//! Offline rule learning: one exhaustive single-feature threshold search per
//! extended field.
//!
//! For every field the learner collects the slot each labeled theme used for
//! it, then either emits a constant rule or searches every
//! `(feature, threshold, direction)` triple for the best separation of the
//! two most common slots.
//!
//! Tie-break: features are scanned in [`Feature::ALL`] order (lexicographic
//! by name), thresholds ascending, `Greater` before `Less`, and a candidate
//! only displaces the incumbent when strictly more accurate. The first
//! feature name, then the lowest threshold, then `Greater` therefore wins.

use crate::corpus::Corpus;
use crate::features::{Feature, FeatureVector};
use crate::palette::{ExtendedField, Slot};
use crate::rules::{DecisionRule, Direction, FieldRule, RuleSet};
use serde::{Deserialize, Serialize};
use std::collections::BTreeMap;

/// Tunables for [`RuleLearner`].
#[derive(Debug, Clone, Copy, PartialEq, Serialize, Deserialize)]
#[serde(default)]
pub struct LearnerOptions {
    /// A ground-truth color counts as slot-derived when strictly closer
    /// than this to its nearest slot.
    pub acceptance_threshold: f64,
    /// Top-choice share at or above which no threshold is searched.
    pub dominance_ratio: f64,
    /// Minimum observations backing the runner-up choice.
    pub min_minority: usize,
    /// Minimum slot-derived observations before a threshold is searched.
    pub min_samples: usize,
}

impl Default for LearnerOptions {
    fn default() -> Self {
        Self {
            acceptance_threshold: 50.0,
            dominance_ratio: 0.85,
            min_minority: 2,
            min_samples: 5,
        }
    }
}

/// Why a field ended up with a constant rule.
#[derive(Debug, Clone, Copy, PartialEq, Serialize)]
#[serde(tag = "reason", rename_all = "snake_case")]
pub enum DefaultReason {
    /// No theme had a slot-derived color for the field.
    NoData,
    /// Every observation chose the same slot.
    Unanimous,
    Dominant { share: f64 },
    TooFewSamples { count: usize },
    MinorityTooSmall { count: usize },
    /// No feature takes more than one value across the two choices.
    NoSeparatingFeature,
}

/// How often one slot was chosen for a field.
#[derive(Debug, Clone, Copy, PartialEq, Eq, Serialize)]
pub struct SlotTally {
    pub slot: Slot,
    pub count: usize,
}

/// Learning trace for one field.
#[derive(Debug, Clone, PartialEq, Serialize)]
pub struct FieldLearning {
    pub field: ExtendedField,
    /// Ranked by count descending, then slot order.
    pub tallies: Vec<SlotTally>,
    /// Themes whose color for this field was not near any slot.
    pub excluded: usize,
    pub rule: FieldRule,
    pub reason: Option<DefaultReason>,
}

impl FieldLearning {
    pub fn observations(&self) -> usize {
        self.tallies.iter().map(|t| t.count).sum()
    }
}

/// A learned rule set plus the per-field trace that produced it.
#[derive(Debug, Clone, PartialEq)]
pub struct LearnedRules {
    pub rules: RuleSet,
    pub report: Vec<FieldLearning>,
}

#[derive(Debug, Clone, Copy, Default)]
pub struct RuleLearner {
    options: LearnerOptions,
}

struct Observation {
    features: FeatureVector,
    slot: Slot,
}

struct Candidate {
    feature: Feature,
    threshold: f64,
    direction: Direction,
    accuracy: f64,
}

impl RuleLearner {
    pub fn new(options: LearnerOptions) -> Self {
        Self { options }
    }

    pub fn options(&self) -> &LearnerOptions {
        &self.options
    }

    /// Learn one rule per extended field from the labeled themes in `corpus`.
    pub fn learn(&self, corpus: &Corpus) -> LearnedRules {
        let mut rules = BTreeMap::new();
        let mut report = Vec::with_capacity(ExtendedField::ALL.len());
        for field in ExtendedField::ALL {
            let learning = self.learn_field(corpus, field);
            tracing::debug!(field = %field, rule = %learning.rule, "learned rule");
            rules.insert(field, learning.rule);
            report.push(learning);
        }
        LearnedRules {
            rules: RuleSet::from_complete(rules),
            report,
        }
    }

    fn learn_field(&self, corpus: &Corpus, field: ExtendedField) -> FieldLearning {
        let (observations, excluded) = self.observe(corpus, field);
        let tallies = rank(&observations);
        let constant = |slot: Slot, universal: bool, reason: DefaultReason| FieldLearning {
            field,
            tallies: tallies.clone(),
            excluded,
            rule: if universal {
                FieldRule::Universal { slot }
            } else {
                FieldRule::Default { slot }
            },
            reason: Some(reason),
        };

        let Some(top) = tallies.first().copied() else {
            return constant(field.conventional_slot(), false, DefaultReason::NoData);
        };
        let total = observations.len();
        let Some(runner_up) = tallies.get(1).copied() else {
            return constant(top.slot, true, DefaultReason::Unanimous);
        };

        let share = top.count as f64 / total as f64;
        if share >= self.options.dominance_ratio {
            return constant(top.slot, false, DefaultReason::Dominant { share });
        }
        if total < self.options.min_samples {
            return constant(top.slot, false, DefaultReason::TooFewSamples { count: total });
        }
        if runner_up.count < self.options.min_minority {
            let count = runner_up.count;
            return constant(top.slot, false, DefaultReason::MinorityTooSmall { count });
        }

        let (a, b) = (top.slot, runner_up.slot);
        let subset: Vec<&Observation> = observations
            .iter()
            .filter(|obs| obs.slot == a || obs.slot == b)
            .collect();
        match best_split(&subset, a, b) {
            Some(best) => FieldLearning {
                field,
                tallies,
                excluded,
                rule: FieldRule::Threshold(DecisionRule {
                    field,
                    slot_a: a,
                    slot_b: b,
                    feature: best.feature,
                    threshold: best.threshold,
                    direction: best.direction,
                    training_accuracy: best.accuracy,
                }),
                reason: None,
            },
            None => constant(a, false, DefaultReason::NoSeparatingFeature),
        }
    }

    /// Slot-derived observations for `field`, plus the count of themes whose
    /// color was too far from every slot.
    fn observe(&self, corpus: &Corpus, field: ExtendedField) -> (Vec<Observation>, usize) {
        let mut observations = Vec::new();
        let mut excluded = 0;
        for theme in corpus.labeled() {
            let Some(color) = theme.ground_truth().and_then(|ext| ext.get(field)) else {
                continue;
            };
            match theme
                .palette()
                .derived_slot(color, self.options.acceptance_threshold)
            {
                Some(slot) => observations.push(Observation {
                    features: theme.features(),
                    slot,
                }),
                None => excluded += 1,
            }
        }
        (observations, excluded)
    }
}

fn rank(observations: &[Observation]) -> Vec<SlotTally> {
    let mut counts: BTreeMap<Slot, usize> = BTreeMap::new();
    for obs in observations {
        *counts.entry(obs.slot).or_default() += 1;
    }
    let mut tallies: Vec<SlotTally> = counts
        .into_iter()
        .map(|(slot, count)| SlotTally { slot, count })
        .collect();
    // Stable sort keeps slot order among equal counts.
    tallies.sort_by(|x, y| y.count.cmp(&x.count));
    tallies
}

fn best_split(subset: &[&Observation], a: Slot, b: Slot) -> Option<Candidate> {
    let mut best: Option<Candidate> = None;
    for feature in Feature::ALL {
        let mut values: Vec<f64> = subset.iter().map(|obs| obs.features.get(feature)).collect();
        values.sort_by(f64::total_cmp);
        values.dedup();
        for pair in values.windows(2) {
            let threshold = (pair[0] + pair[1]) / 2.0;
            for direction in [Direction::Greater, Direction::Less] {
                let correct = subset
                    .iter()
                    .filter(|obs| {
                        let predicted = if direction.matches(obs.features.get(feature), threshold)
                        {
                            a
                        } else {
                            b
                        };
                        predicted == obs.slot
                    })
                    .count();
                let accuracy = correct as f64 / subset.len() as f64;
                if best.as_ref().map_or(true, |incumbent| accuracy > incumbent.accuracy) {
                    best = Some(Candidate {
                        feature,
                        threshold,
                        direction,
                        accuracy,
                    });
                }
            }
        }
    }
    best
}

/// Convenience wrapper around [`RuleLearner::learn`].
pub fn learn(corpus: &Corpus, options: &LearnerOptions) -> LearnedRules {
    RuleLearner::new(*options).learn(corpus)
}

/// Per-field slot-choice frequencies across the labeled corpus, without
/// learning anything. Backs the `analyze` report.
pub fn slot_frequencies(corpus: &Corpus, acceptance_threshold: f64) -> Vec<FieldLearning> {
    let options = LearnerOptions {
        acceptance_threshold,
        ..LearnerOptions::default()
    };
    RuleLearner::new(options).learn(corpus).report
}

EXERCISE OBJECTIVE — Print the records above verbatim from their first line to the line containing "impl Default for", both included, and stop there.

OUTPUT OF THE EXERCISE —
//! Offline rule learning: one exhaustive single-feature threshold search per
//! extended field.
//!
//! For every field the learner collects the slot each labeled theme used for
//! it, then either emits a constant rule or searches every
//! `(feature, threshold, direction)` triple for the best separation of the
//! two most common slots.
//!
//! Tie-break: features are scanned in [`Feature::ALL`] order (lexicographic
//! by name), thresholds ascending, `Greater` before `Less`, and a candidate
//! only displaces the incumbent when strictly more accurate. The first
//! feature name, then the lowest threshold, then `Greater` therefore wins.

use crate::corpus::Corpus;
use crate::features::{Feature, FeatureVector};
use crate::palette::{ExtendedField, Slot};
use crate::rules::{DecisionRule, Direction, FieldRule, RuleSet};
use serde::{Deserialize, Serialize};
use std::collections::BTreeMap;

/// Tunables for [`RuleLearner`].
#[derive(Debug, Clone, Copy, PartialEq, Serialize, Deserialize)]
#[serde(default)]
pub struct LearnerOptions {
    /// A ground-truth color counts as slot-derived when strictly closer
    /// than this to its nearest slot.
    pub acceptance_threshold: f64,
    /// Top-choice share at or above which no threshold is searched.
    pub dominance_ratio: f64,
    /// Minimum observations backing the runner-up choice.
    pub min_minority: usize,
    /// Minimum slot-derived observations before a threshold is searched.
    pub min_samples: usize,
}

impl Default for LearnerOptions {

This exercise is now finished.